One line on a customs document can determine whether your product clears at a 10% or a 50% duty. 

Modern electronics no longer move through a single country. A PCB designed in the U.S., fabricated in Taiwan, assembled in Vietnam, and final-packed in China may travel through four different trade environments before it reaches the customer. A small change in the sourcing path, assembly location, or HS classification can change your entire project cost by more than the hardware itself.

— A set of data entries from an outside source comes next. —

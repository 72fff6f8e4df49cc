//! Socket layer tests.
//!
//! Covers:
//! - socket(2) argument checks and descriptor bookkeeping
//! - operations on the wrong socket type or a closed descriptor
//! - user address encoding and errno mapping
//! - stream and datagram sockets end to end across a wired pair
//! - SIOC* interface requests: lookup by name and index, flags, addresses,
//!   hardware address and MTU

use std::sync::Arc;
use std::thread;

use laplus_abi::errno::{ERRNO_EADDRINUSE, ERRNO_EAGAIN, ERRNO_EBADF, ERRNO_ECONNRESET};
use laplus_abi::net::{
    AF_INET, AF_INET6, AF_LOCAL, ARPHRD_ETHER, ARPHRD_LOOPBACK, IFF_BROADCAST, IFF_UP, IfReq, SIOCGIFADDR,
    SIOCGIFBRDADDR, SIOCGIFFLAGS, SIOCGIFHWADDR, SIOCGIFINDEX, SIOCGIFMTU, SIOCGIFNAME,
    SIOCGIFNETMASK, SIOCSIFADDR, SIOCSIFFLAGS, SIOCSIFMTU, SIOCSIFNAME, SIOCSIFNETMASK, SOCK_DGRAM,
    SOCK_STREAM, SockAddrAny,
};

use crate::loopback::Loopback;
use crate::netstack::NetStack;
use crate::socket::{SockAddress, SocketType};
use crate::testutil::{IP_A, IP_B, MAC_A, NETMASK, Pair, add_ether, new_stack};
use crate::types::{DevIndex, Ipv4Addr, NetError, Port, SockAddr};

fn inet(ip: Ipv4Addr, port: u16) -> SockAddress {
    SockAddress::Inet(SockAddr::new(ip, Port(port)))
}

/// Stack with one Ethernet device (`net1`) and a datagram socket to issue
/// interface requests on.
fn ioctl_host() -> (Arc<NetStack>, DevIndex, usize) {
    let (stack, _) = new_stack(1);
    let (dev, _link) = add_ether(&stack, MAC_A, IP_A);
    let fd = stack.socket_open(AF_INET, SOCK_DGRAM, 0).unwrap();
    (stack, dev, fd)
}

fn get_addr(stack: &NetStack, fd: usize, name: &str, request: u32) -> Result<Ipv4Addr, NetError> {
    let mut req = IfReq::with_name(name);
    stack.socket_ioctl(fd, request, &mut req)?;
    let SockAddress::Inet(addr) = SockAddress::from_user(&req.sockaddr())?;
    Ok(addr.ip)
}

fn set_addr(stack: &NetStack, fd: usize, name: &str, request: u32, ip: Ipv4Addr) -> Result<(), NetError> {
    let mut req = IfReq::with_name(name);
    req.set_sockaddr(&inet(ip, 0).to_user());
    stack.socket_ioctl(fd, request, &mut req)
}

// =============================================================================
// Descriptors
// =============================================================================

#[test]
fn open_checks_arguments() {
    let (stack, _) = new_stack(1);
    assert_eq!(
        stack.socket_open(AF_INET6, SOCK_STREAM, 0),
        Err(NetError::AddressFamilyNotSupported)
    );
    assert_eq!(
        stack.socket_open(AF_LOCAL, SOCK_DGRAM, 0),
        Err(NetError::AddressFamilyNotSupported)
    );
    assert_eq!(
        stack.socket_open(AF_INET, 3, 0),
        Err(NetError::SocketTypeNotSupported)
    );
    assert_eq!(
        stack.socket_open(AF_INET, SOCK_DGRAM, 17),
        Err(NetError::ProtocolNotSupported)
    );
    assert_eq!(stack.socket_count(), 0);
    assert_eq!(SocketType::from_raw(SOCK_STREAM), Some(SocketType::Stream));
    assert_eq!(SocketType::from_raw(SOCK_DGRAM), Some(SocketType::Dgram));
}

#[test]
fn descriptors_are_reused_after_close() {
    let (stack, _) = new_stack(1);
    let a = stack.socket_open(AF_INET, SOCK_STREAM, 0).unwrap();
    let b = stack.socket_open(AF_INET, SOCK_DGRAM, 0).unwrap();
    assert_eq!((a, b), (0, 1));
    assert_eq!(stack.socket_count(), 2);

    stack.socket_close(a).unwrap();
    assert_eq!(stack.socket_count(), 1);
    assert_eq!(stack.lock().tcp.active_count(), 0);
    assert_eq!(stack.socket_open(AF_INET, SOCK_DGRAM, 0), Ok(a));

    assert_eq!(stack.socket_close(7), Err(NetError::BadDescriptor));
    assert_eq!(stack.socket_close(10_000), Err(NetError::BadDescriptor));
}

#[test]
fn operations_check_socket_type() {
    let (stack, _) = new_stack(1);
    let stream = stack.socket_open(AF_INET, SOCK_STREAM, 0).unwrap();
    let dgram = stack.socket_open(AF_INET, SOCK_DGRAM, 0).unwrap();
    let mut buf = [0u8; 4];

    assert_eq!(stack.socket_listen(dgram, 1), Err(NetError::OperationNotSupported));
    assert_eq!(stack.socket_recv(dgram, &mut buf), Err(NetError::OperationNotSupported));
    assert_eq!(
        stack.socket_sendto(stream, b"x", &inet(IP_B, 7)),
        Err(NetError::OperationNotSupported)
    );
    assert_eq!(
        stack.socket_recvfrom(stream, &mut buf),
        Err(NetError::OperationNotSupported)
    );

    stack.socket_close(stream).unwrap();
    assert_eq!(stack.socket_send(stream, b"x"), Err(NetError::BadDescriptor));
    assert_eq!(
        stack.socket_bind(stream, &inet(IP_A, 80)),
        Err(NetError::BadDescriptor)
    );
}

#[test]
fn bind_conflict_surfaces_per_type() {
    let (stack, _) = new_stack(1);
    let first = stack.socket_open(AF_INET, SOCK_DGRAM, 0).unwrap();
    let second = stack.socket_open(AF_INET, SOCK_DGRAM, 0).unwrap();
    stack.socket_bind(first, &inet(IP_A, 53)).unwrap();
    let err = stack.socket_bind(second, &inet(IP_A, 53)).unwrap_err();
    assert_eq!(err.to_errno(), -ERRNO_EADDRINUSE);

    // TCP and UDP port spaces are separate.
    let stream = stack.socket_open(AF_INET, SOCK_STREAM, 0).unwrap();
    stack.socket_bind(stream, &inet(IP_A, 53)).unwrap();
}

// =============================================================================
// Addresses and errno
// =============================================================================

#[test]
fn user_addresses_use_network_byte_order() {
    let addr = inet(IP_B, 0x1f90);
    let raw = addr.to_user();
    assert_eq!(raw.family, AF_INET);
    assert_eq!(&raw.data[..2], &[0x1f, 0x90]);
    assert_eq!(&raw.data[2..6], IP_B.as_bytes());
    assert_eq!(SockAddress::from_user(&raw), Ok(addr));
    assert_eq!(addr.to_string(), "192.0.2.2:8080");

    let v6 = SockAddrAny {
        family: AF_INET6,
        data: [0; 14],
    };
    assert_eq!(
        SockAddress::from_user(&v6),
        Err(NetError::AddressFamilyNotSupported)
    );
}

#[test]
fn errors_map_to_negative_errno() {
    assert_eq!(NetError::WouldBlock.to_errno(), -ERRNO_EAGAIN);
    assert_eq!(NetError::BadDescriptor.to_errno(), -ERRNO_EBADF);
    assert_eq!(NetError::ConnectionReset.to_errno(), -ERRNO_ECONNRESET);
}

// =============================================================================
// End to end
// =============================================================================

#[test]
fn stream_sockets_across_a_pair() {
    let pair = Pair::new();
    let listener = pair.b.socket_open(AF_INET, SOCK_STREAM, 0).unwrap();
    pair.b.socket_bind(listener, &inet(IP_B, 7)).unwrap();
    pair.b.socket_listen(listener, 1).unwrap();
    let _pump = pair.spawn_pump();

    let b = Arc::clone(&pair.b);
    let server = thread::spawn(move || {
        let (conn, peer) = b.socket_accept(listener).unwrap();
        let mut buf = [0u8; 16];
        let len = b.socket_recv(conn, &mut buf).unwrap();
        assert_eq!(b.socket_send(conn, &buf[..len]), Ok(len));
        (conn, peer)
    });

    let client = pair.a.socket_open(AF_INET, SOCK_STREAM, 0).unwrap();
    pair.a.socket_bind(client, &inet(IP_A, 5000)).unwrap();
    pair.a.socket_connect(client, &inet(IP_B, 7)).unwrap();
    assert_eq!(pair.a.socket_send(client, b"hi"), Ok(2));

    let mut buf = [0u8; 16];
    let len = pair.a.socket_recv(client, &mut buf).unwrap();
    assert_eq!(&buf[..len], b"hi");

    let (conn, peer) = server.join().unwrap();
    assert_eq!(peer, inet(IP_A, 5000));
    assert_ne!(conn, listener);
    assert_eq!(pair.b.socket_count(), 2);
}

#[test]
fn datagram_sockets_across_a_pair() {
    let pair = Pair::new();
    let server = pair.b.socket_open(AF_INET, SOCK_DGRAM, 0).unwrap();
    pair.b.socket_bind(server, &inet(Ipv4Addr::UNSPECIFIED, 7)).unwrap();
    let client = pair.a.socket_open(AF_INET, SOCK_DGRAM, 0).unwrap();

    assert_eq!(pair.a.socket_sendto(client, b"ping", &inet(IP_B, 7)), Ok(4));
    pair.pump();

    let mut buf = [0u8; 16];
    let (len, from) = pair.b.socket_recvfrom(server, &mut buf).unwrap();
    assert_eq!(&buf[..len], b"ping");
    assert_eq!(from, inet(IP_A, 49152));
}

// =============================================================================
// Interface requests
// =============================================================================

#[test]
fn ioctl_maps_names_and_indices() {
    let (stack, dev, fd) = ioctl_host();

    let mut req = IfReq::with_name("net1");
    stack.socket_ioctl(fd, SIOCGIFINDEX, &mut req).unwrap();
    assert_eq!(req.ifindex(), dev.0 as i32);

    let mut req = IfReq::default();
    req.set_ifindex(dev.0 as i32);
    stack.socket_ioctl(fd, SIOCGIFNAME, &mut req).unwrap();
    assert_eq!(req.name_str(), Some("net1"));

    req.set_ifindex(9);
    assert_eq!(stack.socket_ioctl(fd, SIOCGIFNAME, &mut req), Err(NetError::NotFound));
    let mut req = IfReq::with_name("eth7");
    assert_eq!(stack.socket_ioctl(fd, SIOCGIFINDEX, &mut req), Err(NetError::NotFound));
}

#[test]
fn ioctl_rejects_bad_descriptor_and_request() {
    let (stack, _, fd) = ioctl_host();
    let mut req = IfReq::with_name("net1");
    assert_eq!(stack.socket_ioctl(fd, 0x89ff, &mut req), Err(NetError::InvalidArgument));
    assert_eq!(
        stack.socket_ioctl(fd + 1, SIOCGIFINDEX, &mut req),
        Err(NetError::BadDescriptor)
    );
}

#[test]
fn ioctl_rename_is_accepted_and_ignored() {
    let (stack, dev, fd) = ioctl_host();
    let mut req = IfReq::with_name("net1");
    req.set_newname("eth9");
    assert_eq!(req.newname_bytes(), b"eth9");
    stack.socket_ioctl(fd, SIOCSIFNAME, &mut req).unwrap();
    assert_eq!(stack.lock().devices.get(dev).unwrap().info.name, "net1");
}

#[test]
fn ioctl_flags_bring_the_device_down_and_up() {
    let (stack, dev, fd) = ioctl_host();

    let mut req = IfReq::with_name("net1");
    stack.socket_ioctl(fd, SIOCGIFFLAGS, &mut req).unwrap();
    let flags = req.flags() as u16;
    assert_ne!(flags & IFF_UP, 0);
    assert_ne!(flags & IFF_BROADCAST, 0);

    req.set_flags((flags & !IFF_UP) as i16);
    stack.socket_ioctl(fd, SIOCSIFFLAGS, &mut req).unwrap();
    assert!(!stack.lock().devices.get(dev).unwrap().info.is_up());

    req.set_flags(flags as i16);
    stack.socket_ioctl(fd, SIOCSIFFLAGS, &mut req).unwrap();
    assert!(stack.lock().devices.get(dev).unwrap().info.is_up());
}

#[test]
fn ioctl_reads_and_writes_addresses() {
    let (stack, _, fd) = ioctl_host();
    assert_eq!(get_addr(&stack, fd, "net1", SIOCGIFADDR), Ok(IP_A));
    assert_eq!(get_addr(&stack, fd, "net1", SIOCGIFNETMASK), Ok(NETMASK));
    assert_eq!(
        get_addr(&stack, fd, "net1", SIOCGIFBRDADDR),
        Ok(Ipv4Addr::new(192, 0, 2, 255))
    );

    let moved = Ipv4Addr::new(198, 51, 100, 9);
    set_addr(&stack, fd, "net1", SIOCSIFADDR, moved).unwrap();
    set_addr(&stack, fd, "net1", SIOCSIFNETMASK, Ipv4Addr::new(255, 255, 0, 0)).unwrap();
    assert_eq!(get_addr(&stack, fd, "net1", SIOCGIFADDR), Ok(moved));
    assert_eq!(
        get_addr(&stack, fd, "net1", SIOCGIFBRDADDR),
        Ok(Ipv4Addr::new(198, 51, 255, 255))
    );
    // The connected route follows.
    assert!(stack.lock().routes.get_iface(Ipv4Addr::new(198, 51, 7, 7)).is_some());
    assert!(stack.lock().routes.get_iface(IP_B).is_none());

    let mut req = IfReq::with_name("net1");
    req.set_sockaddr(&SockAddrAny {
        family: AF_INET6,
        data: [0; 14],
    });
    assert_eq!(
        stack.socket_ioctl(fd, SIOCSIFADDR, &mut req),
        Err(NetError::AddressFamilyNotSupported)
    );
}

#[test]
fn ioctl_address_on_unconfigured_device_creates_host_interface() {
    let (stack, fd) = {
        let (stack, _) = new_stack(1);
        let fd = stack.socket_open(AF_INET, SOCK_DGRAM, 0).unwrap();
        (stack, fd)
    };
    stack
        .register_device(Loopback::info(), Box::new(Loopback::new(&stack)))
        .unwrap();

    assert_eq!(
        get_addr(&stack, fd, "lo", SIOCGIFADDR),
        Err(NetError::AddressNotAvailable)
    );
    assert_eq!(
        set_addr(&stack, fd, "lo", SIOCSIFNETMASK, Ipv4Addr::new(255, 0, 0, 0)),
        Err(NetError::AddressNotAvailable)
    );

    set_addr(&stack, fd, "lo", SIOCSIFADDR, Ipv4Addr::LOCALHOST).unwrap();
    assert_eq!(get_addr(&stack, fd, "lo", SIOCGIFADDR), Ok(Ipv4Addr::LOCALHOST));
    assert_eq!(
        get_addr(&stack, fd, "lo", SIOCGIFNETMASK),
        Ok(Ipv4Addr::BROADCAST)
    );

    let mut req = IfReq::with_name("lo");
    stack.socket_ioctl(fd, SIOCGIFHWADDR, &mut req).unwrap();
    assert_eq!(req.sockaddr().family, ARPHRD_LOOPBACK);
}

#[test]
fn ioctl_reports_hardware_address_and_mtu() {
    let (stack, _, fd) = ioctl_host();

    let mut req = IfReq::with_name("net1");
    stack.socket_ioctl(fd, SIOCGIFHWADDR, &mut req).unwrap();
    let hw = req.sockaddr();
    assert_eq!(hw.family, ARPHRD_ETHER);
    assert_eq!(&hw.data[..6], MAC_A.as_bytes());

    let mut req = IfReq::with_name("net1");
    stack.socket_ioctl(fd, SIOCGIFMTU, &mut req).unwrap();
    assert_eq!(req.mtu(), 1500);

    // Accepted and ignored.
    req.set_mtu(9000);
    stack.socket_ioctl(fd, SIOCSIFMTU, &mut req).unwrap();
    let mut req = IfReq::with_name("net1");
    stack.socket_ioctl(fd, SIOCGIFMTU, &mut req).unwrap();
    assert_eq!(req.mtu(), 1500);
}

That’s the reality of today’s U.S.-China-EU electronics trade environment. Duties on China-origin components no longer arrive as one-time shocks. They keep changing, forcing companies to rethink how products are designed, sourced, and manufactured.

This article shows how engineering and sourcing teams build flexibility into their BOMs through alternate components, regional sourcing strategies, and smarter HS-code planning to create and ship electronics products that can survive the wave of global trade disruption.

What’s Actually Happening in Trade Right Now

If you’re designing or sourcing electronic components in 2026, global trade decisions now reach directly into day-to-day engineering and sourcing choices. A component that made financial sense last quarter may suddenly become difficult, expensive, and risky to source today.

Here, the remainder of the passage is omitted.